IF you would like an indicator on how the generation of Pinoys born in the 90s will fare when they reach adulthood, here’s how and hold on to your seats.
There was a recent item in a national daily that reported how Grade Six students in the country fared in the last National Achievement Test. The passing grade was established at 66%, yes 66%! That’s 9% below the long established 75% passing grade!
That DepEd considered it a passing grade should tell you where this country is going!
What was not stated in the item was how many of the Grade 6 students who took the test made the 75% mark but if it’s any indication, the DepEd officials who attended the senate hearing did not refute the impression articulated by some senators that more than half of the Grade 6 students in the country did not make the standard 75% passing grade.
And if that is not enough to make you fall into coma, a DepEd official said matter of factly that the students (at 66%) already showed an impressive improvement in their mastery of basic education in Math, Science, English, Filipino and Makabayan!
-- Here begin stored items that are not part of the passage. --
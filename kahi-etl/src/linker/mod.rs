//! Identity linking of merged entities against the store
//!
//! Lookup order per entity, first hit wins:
//! - Work: external ids
//! - Author: external ids, then alias containment
//! - Institution: external ids, institution registry, exact alias, then
//!   the fuzzy name index
//! - Venue: external ids, then serial numbers
//!
//! A hit becomes a sparse patch written through `db::update_with`; a miss
//! inserts. Author, institution and venue ids are known before the work
//! that references them is written.

pub mod patch;

pub use patch::{AuthorPatch, ConflictPolicy, InstitutionPatch, VenuePatch, WorkPatch};

use crate::db;
use crate::enrichment::{InstitutionRegistry, RegistryItem};
use crate::index::InstitutionIndex;
use crate::merge::union_external_ids;
use crate::types::{Author, ExternalId, Institution, Venue, Work};
use kahi_common::Result;
use sqlx::SqlitePool;
use std::sync::Arc;
use uuid::Uuid;

/// Registry id namespaces added to institutions on a registry hit
pub const ROR_SOURCE: &str = "ror";
pub const GRID_SOURCE: &str = "grid";

/// What linking did with one entity
#[derive(Debug, Clone, Copy, PartialEq, Eq)]
pub enum LinkOutcome {
    Inserted(Uuid),
    Patched(Uuid),
    /// Matched a stored record that already had everything
    Unchanged(Uuid),
}

impl LinkOutcome {
    pub fn id(&self) -> Uuid {
        match self {
            LinkOutcome::Inserted(id) | LinkOutcome::Patched(id) | LinkOutcome::Unchanged(id) => *id,
        }
    }

    pub fn is_insert(&self) -> bool {
        matches!(self, LinkOutcome::Inserted(_))
    }
}

/// Links merged entities to stored canonical records
#[derive(Clone)]
pub struct Linker {
    pool: SqlitePool,
    registry: Option<Arc<dyn InstitutionRegistry>>,
    index: Arc<InstitutionIndex>,
    policy: ConflictPolicy,
    threshold: f64,
}

impl Linker {
    pub fn new(
        pool: SqlitePool,
        registry: Option<Arc<dyn InstitutionRegistry>>,
        index: Arc<InstitutionIndex>,
        policy: ConflictPolicy,
        threshold: f64,
    ) -> Self {
        Self {
            pool,
            registry,
            index,
            policy,
            threshold,
        }
    }

    pub fn policy(&self) -> ConflictPolicy {
        self.policy
    }

    // ========================================================================
    // Works
    // ========================================================================

    pub async fn link_work(&self, fresh: Work, now: i64) -> Result<LinkOutcome> {
        match db::find_document_by_external_id(&self.pool, &fresh.external_ids).await? {
            Some((id, stored)) => {
                let patch = WorkPatch::compute(&stored, &fresh, self.policy);
                if patch.is_empty() {
                    return Ok(LinkOutcome::Unchanged(id));
                }
                db::update_with(&self.pool, id, |work: &mut Work| patch.apply(work, now)).await?;
                tracing::debug!(id = %id, "Patched stored work");
                Ok(LinkOutcome::Patched(id))
            }
            None => {
                let mut fresh = fresh;
                fresh.updated = now;
                let id = db::insert(&self.pool, &fresh).await?;
                Ok(LinkOutcome::Inserted(id))
            }
        }
    }

    // ========================================================================
    // Authors
    // ========================================================================

    /// Stored author sharing an external id or one of the fresh names
    pub async fn find_author(&self, fresh: &Author) -> Result<Option<(Uuid, Author)>> {
        if let Some(hit) = db::find_author_by_external_id(&self.pool, &fresh.external_ids).await? {
            tracing::debug!(name = %fresh.full_name, id = %hit.0, "Author matched by external id");
            return Ok(Some(hit));
        }

        let names = std::iter::once(fresh.full_name.as_str()).chain(fresh.aliases.iter());
        for name in names.filter(|n| !n.trim().is_empty()) {
            if let Some(hit) = db::find_author_by_alias(&self.pool, name).await? {
                tracing::debug!(name = %name, id = %hit.0, "Author matched by alias");
                return Ok(Some(hit));
            }
        }
        Ok(None)
    }

    pub async fn link_author(&self, fresh: Author, now: i64) -> Result<LinkOutcome> {
        match self.find_author(&fresh).await? {
            Some((id, stored)) => {
                let patch = AuthorPatch::compute(&stored, &fresh, self.policy);
                if patch.is_empty() {
                    return Ok(LinkOutcome::Unchanged(id));
                }
                db::update_with(&self.pool, id, |author: &mut Author| patch.apply(author, now)).await?;
                Ok(LinkOutcome::Patched(id))
            }
            None => {
                let mut fresh = fresh;
                fresh.aliases.insert(&fresh.full_name);
                fresh.updated = now;
                Ok(LinkOutcome::Inserted(db::insert(&self.pool, &fresh).await?))
            }
        }
    }

    // ========================================================================
    // Institutions
    // ========================================================================

    /// Usable registry hit for a name; lookup failures count as no hit
    async fn registry_hit(&self, name: &str) -> Option<RegistryItem> {
        let registry = self.registry.as_ref()?;
        let response = match registry.lookup(name).await {
            Ok(response) => response,
            Err(e) => {
                tracing::warn!(name = %name, error = %e, "Institution registry lookup failed");
                return None;
            }
        };
        match response.usable_hit(self.threshold) {
            Ok(item) => Some(item.clone()),
            Err(e) => {
                tracing::debug!(name = %name, reason = %e, "No usable registry hit");
                None
            }
        }
    }

    async fn find_institution_by_registry_item(&self, item: &RegistryItem) -> Result<Option<(Uuid, Institution)>> {
        for value in item.preferred_id.iter().chain(std::iter::once(&item.id)) {
            if let Some(hit) = db::find_institution_by_external_id(&self.pool, value).await? {
                return Ok(Some(hit));
            }
        }
        Ok(None)
    }

    /// Replace a superseded record by its redirect target, once
    async fn follow_redirect(&self, hit: (Uuid, Institution)) -> Result<(Uuid, Institution)> {
        let Some(target) = hit.1.redirect.clone().filter(|r| !r.trim().is_empty()) else {
            return Ok(hit);
        };
        match db::find_institution_by_external_id(&self.pool, &target).await? {
            Some(redirected) => {
                tracing::debug!(from = %hit.0, to = %redirected.0, "Following institution redirect");
                Ok(redirected)
            }
            None => {
                tracing::warn!(id = %hit.0, redirect = %target, "Institution redirect target not stored");
                Ok(hit)
            }
        }
    }

    /// Stored institution for a fresh one
    ///
    /// A usable registry hit also tags `fresh` with the registry ids so an
    /// insert carries them.
    pub async fn find_institution(&self, fresh: &mut Institution) -> Result<Option<(Uuid, Institution)>> {
        for id in &fresh.external_ids {
            if let Some(hit) = db::find_institution_by_external_id(&self.pool, &id.value).await? {
                return Ok(Some(self.follow_redirect(hit).await?));
            }
        }

        if let Some(item) = self.registry_hit(&fresh.name).await {
            let mut registry_ids = vec![ExternalId::new(ROR_SOURCE, item.id.as_str())];
            if let Some(grid) = &item.preferred_id {
                registry_ids.push(ExternalId::new(GRID_SOURCE, grid.as_str()));
            }
            union_external_ids(&mut fresh.external_ids, &registry_ids);

            if let Some(hit) = self.find_institution_by_registry_item(&item).await? {
                tracing::debug!(name = %fresh.name, id = %hit.0, score = item.score, "Institution matched through registry");
                return Ok(Some(self.follow_redirect(hit).await?));
            }
        }

        if let Some(hit) = db::find_institution_by_alias(&self.pool, &fresh.name).await? {
            return Ok(Some(self.follow_redirect(hit).await?));
        }

        if let Some(candidate) = self.index.find(&fresh.name) {
            if let Some(stored) = db::load::<Institution>(&self.pool, candidate.candidate).await? {
                tracing::debug!(
                    name = %fresh.name,
                    id = %candidate.candidate,
                    score = candidate.score,
                    stage = candidate.matched_on,
                    "Institution matched by name index"
                );
                return Ok(Some(self.follow_redirect((candidate.candidate, stored)).await?));
            }
        }

        Ok(None)
    }

    pub async fn link_institution(&self, fresh: Institution, now: i64) -> Result<LinkOutcome> {
        let mut fresh = fresh;
        match self.find_institution(&mut fresh).await? {
            Some((id, stored)) => {
                let patch = InstitutionPatch::compute(&stored, &fresh);
                if patch.is_empty() {
                    return Ok(LinkOutcome::Unchanged(id));
                }
                db::update_with(&self.pool, id, |institution: &mut Institution| patch.apply(institution, now))
                    .await?;
                Ok(LinkOutcome::Patched(id))
            }
            None => {
                fresh.aliases.insert(&fresh.name);
                fresh.updated = now;
                Ok(LinkOutcome::Inserted(db::insert(&self.pool, &fresh).await?))
            }
        }
    }

    /// Resolve an institution name to a stored id without inserting
    pub async fn resolve_institution_name(&self, name: &str) -> Result<Option<Uuid>> {
        let mut query = Institution {
            name: name.trim().to_string(),
            ..Default::default()
        };
        if query.name.is_empty() {
            return Ok(None);
        }
        Ok(self.find_institution(&mut query).await?.map(|(id, _)| id))
    }

    // ========================================================================
    // Venues
    // ========================================================================

    pub async fn find_venue(&self, fresh: &Venue) -> Result<Option<(Uuid, Venue)>> {
        if let Some(hit) = db::find_source_by_external_id(&self.pool, &fresh.external_ids).await? {
            return Ok(Some(hit));
        }
        for serial in &fresh.serials {
            if let Some(hit) = db::find_source_by_serial(&self.pool, &serial.value).await? {
                tracing::debug!(serial = %serial.value, id = %hit.0, "Venue matched by serial");
                return Ok(Some(hit));
            }
        }
        Ok(None)
    }

    pub async fn link_venue(&self, fresh: Venue, now: i64) -> Result<LinkOutcome> {
        let mut fresh = fresh;
        let found = self.find_venue(&fresh).await?;

        // the publishing institution, when named but not yet linked
        let stored_link = found.as_ref().and_then(|(_, v)| v.institution_id);
        if fresh.institution_id.is_none() && stored_link.is_none() {
            let name = found
                .as_ref()
                .and_then(|(_, v)| v.institution.clone())
                .or_else(|| fresh.institution.clone());
            if let Some(name) = name {
                fresh.institution_id = self.resolve_institution_name(&name).await?;
                if fresh.institution.is_none() {
                    fresh.institution = Some(name);
                }
            }
        }

        match found {
            Some((id, stored)) => {
                let patch = VenuePatch::compute(&stored, &fresh, self.policy);
                if patch.is_empty() {
                    return Ok(LinkOutcome::Unchanged(id));
                }
                db::update_with(&self.pool, id, |venue: &mut Venue| patch.apply(venue, now)).await?;
                Ok(LinkOutcome::Patched(id))
            }
            None => {
                fresh.updated = now;
                Ok(LinkOutcome::Inserted(db::insert(&self.pool, &fresh).await?))
            }
        }
    }
}
/// USD amount of a fee; `None` when the amount or currency is missing or
/// the conversion fails
async fn to_usd(
    amount: Option<f64>,
    currency: Option<&str>,
    converter: Option<&dyn CurrencyConverter>,
) -> Option<f64> {
    let amount = amount?;
    let currency = currency.map(str::trim).filter(|c| !c.is_empty())?;
    if currency.eq_ignore_ascii_case("USD") {
        return Some(amount);
    }

    match converter?.convert(amount, currency, "USD").await {
        Ok(usd) => Some(usd),
        Err(e) => {
            tracing::warn!(currency = %currency, error = %e, "Fee conversion to USD failed");
            None
        }
    }
}

#[cfg(test)]
mod tests {
    use super::*;
    use crate::enrichment::FixedRateConverter;
    use async_trait::async_trait;

    fn record(provider: Provider, venue: VenueFragment) -> ProviderRecord {
        ProviderRecord {
            venue: Some(venue),
            ..ProviderRecord::new(provider, 1_700_000_000)
        }
    }

    struct OneJournal(OpenAccessJournal);

    #[async_trait]
    impl OpenAccessRegistry for OneJournal {
        async fn lookup_issn(&self, issn: &str) -> Result<OpenAccessJournal, EnrichmentError> {
            if self.0.serials.iter().any(|s| s.issn_dashed().as_deref() == Some(issn)) {
                Ok(self.0.clone())
            } else {
                Err(EnrichmentError::NotFound(issn.to_string()))
            }
        }
    }

    #[test]
    fn test_dashed_and_stripped_serial_merge() {
        let records = vec![
            record(Provider::Lens, VenueFragment {
                serials: vec![Serial { kind: SerialKind::Pissn, value: "0123-4567".into(), also_declared: vec![] }],
                ..Default::default()
            }),
            record(Provider::Scopus, VenueFragment {
                serials: vec![Serial::new(SerialKind::Pissn, "01234567")],
                ..Default::default()
            }),
        ];
        let venue = merge_venues(&records).unwrap();
        assert_eq!(venue.serials.len(), 1);
        assert_eq!(venue.serials[0].value, "01234567");
    }

    #[test]
    fn test_serial_type_reconciliation() {
        let mut serials = vec![Serial::new(SerialKind::Unknown, "1111-1111")];
        union_serials(&mut serials, &[Serial::new(SerialKind::Eissn, "11111111")]);
        assert_eq!(serials[0].kind, SerialKind::Eissn);
        assert_eq!(serials[0].also_declared, vec![SerialKind::Unknown]);

        union_serials(&mut serials, &[Serial::new(SerialKind::Pissn, "11111111")]);
        assert_eq!(serials[0].kind, SerialKind::Eissn);
        assert_eq!(serials[0].also_declared, vec![SerialKind::Unknown, SerialKind::Pissn]);

        union_serials(&mut serials, &[Serial::new(SerialKind::Pissn, "11111111")]);
        assert_eq!(serials[0].also_declared.len(), 2);
    }

    #[test]
    fn test_scalars_by_priority() {
        let records = vec![
            record(Provider::Scopus, VenueFragment {
                title: Some("Revista Facultad de Ingenieria".into()),
                publisher: Some("UdeA".into()),
                ..Default::default()
            }),
            record(Provider::WebOfScience, VenueFragment {
                title: Some("REVISTA FACULTAD DE INGENIERIA-UNIVERSIDAD DE ANTIOQUIA".into()),
                ..Default::default()
            }),
        ];
        let venue = merge_venues(&records).unwrap();
        assert_eq!(venue.title.as_deref(), Some("REVISTA FACULTAD DE INGENIERIA-UNIVERSIDAD DE ANTIOQUIA"));
        assert_eq!(venue.title_idx.as_deref(), Some("revista facultad de ingenieria-universidad de antioquia"));
        assert_eq!(venue.publisher.as_deref(), Some("UdeA"));
        assert_eq!(venue.source_checked.len(), 2);
    }

    #[test]
    fn test_no_venue_fragments() {
        assert!(merge_venues(&[ProviderRecord::new(Provider::Lens, 0)]).is_none());
    }

    #[test]
    fn test_abbreviations_union() {
        let mut abbreviations = vec![Abbreviation { kind: "iso".into(), value: "Rev. Fac. Ing.".into() }];
        union_abbreviations(&mut abbreviations, &[
            Abbreviation { kind: "iso".into(), value: "rev. fac. ing.".into() },
            Abbreviation { kind: "jcr".into(), value: "REV FAC ING-UNIV ANT".into() },
        ]);
        assert_eq!(abbreviations.len(), 2);
    }

    fn journal() -> OpenAccessJournal {
        OpenAccessJournal {
            title: Some("Revista Facultad de Ingeniería".into()),
            country: Some("CO".into()),
            serials: vec![Serial::new(SerialKind::Eissn, "2422-2844")],
            license: vec!["CC BY-NC-SA".into()],
            apc_charges: Some(0.0),
            apc_currency: Some("USD".into()),
            submission_charges: Some(100.0),
            submission_currency: Some("EUR".into()),
            active: Some(true),
            ..Default::default()
        }
    }

    fn venue() -> Venue {
        Venue {
            title: Some("Rev Fac Ing".into()),
            country: Some("Colombia".into()),
            serials: vec![Serial::new(SerialKind::Eissn, "2422-2844")],
            ..Default::default()
        }
    }

    #[tokio::test]
    async fn test_enrich_fills_blanks_and_converts() {
        let enrichment = VenueEnrichment::new(
            Arc::new(OneJournal(journal())),
            Some(Arc::new(FixedRateConverter::new([("EUR", 1.1)]))),
        );
        let mut venue = venue();
        assert!(enrich_venue(&mut venue, &enrichment, 42).await);

        // stored scalars are kept
        assert_eq!(venue.title.as_deref(), Some("Rev Fac Ing"));
        assert_eq!(venue.country.as_deref(), Some("Colombia"));
        assert_eq!(venue.license, vec!["CC BY-NC-SA"]);
        assert_eq!(venue.active, Some(true));
        assert_eq!(venue.apc_charges_usd, Some(0.0));
        assert!((venue.submission_charges_usd.unwrap() - 110.0).abs() < 1e-9);
        assert!(venue.source_checked.contains(&SourceChecked { source: Provider::Doaj, ts: 42 }));
    }

    #[tokio::test]
    async fn test_conversion_failure_leaves_usd_blank() {
        let mut journal = journal();
        journal.submission_currency = Some("COP".into());
        let enrichment = VenueEnrichment::new(
            Arc::new(OneJournal(journal)),
            Some(Arc::new(FixedRateConverter::default())),
        );
        let mut venue = venue();
        assert!(enrich_venue(&mut venue, &enrichment, 42).await);
        assert_eq!(venue.submission_charges, Some(100.0));
        assert_eq!(venue.submission_currency.as_deref(), Some("COP"));
        assert_eq!(venue.submission_charges_usd, None);
    }

    #[tokio::test]
    async fn test_unknown_issn_is_untouched() {
        let enrichment = VenueEnrichment::new(Arc::new(OneJournal(journal())), None);
        let mut venue = Venue {
            serials: vec![Serial::new(SerialKind::Pissn, "0000-0000")],
            ..Default::default()
        };
        let before = venue.clone();
        assert!(!enrich_venue(&mut venue, &enrichment, 42).await);
        assert_eq!(venue, before);
    }

    #[tokio::test]
    async fn test_disabled_enrichment() {
        let mut venue = venue();
        assert!(!enrich_venue(&mut venue, &VenueEnrichment::disabled(), 42).await);
    }
}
Wouldn’t you like to know what impressed DepEd? Thank goodness for the 66% because it showed an improvement over last year’s measly 55% passing grade!
Are you still breathing?
But here’s the good news: DepEd has set a target of achieving a score of 75% passing grade in two years! Hooray! Meanwhile, the 2000-2010 grade school graduates will just have to fend for themselves as they plod through high school and college.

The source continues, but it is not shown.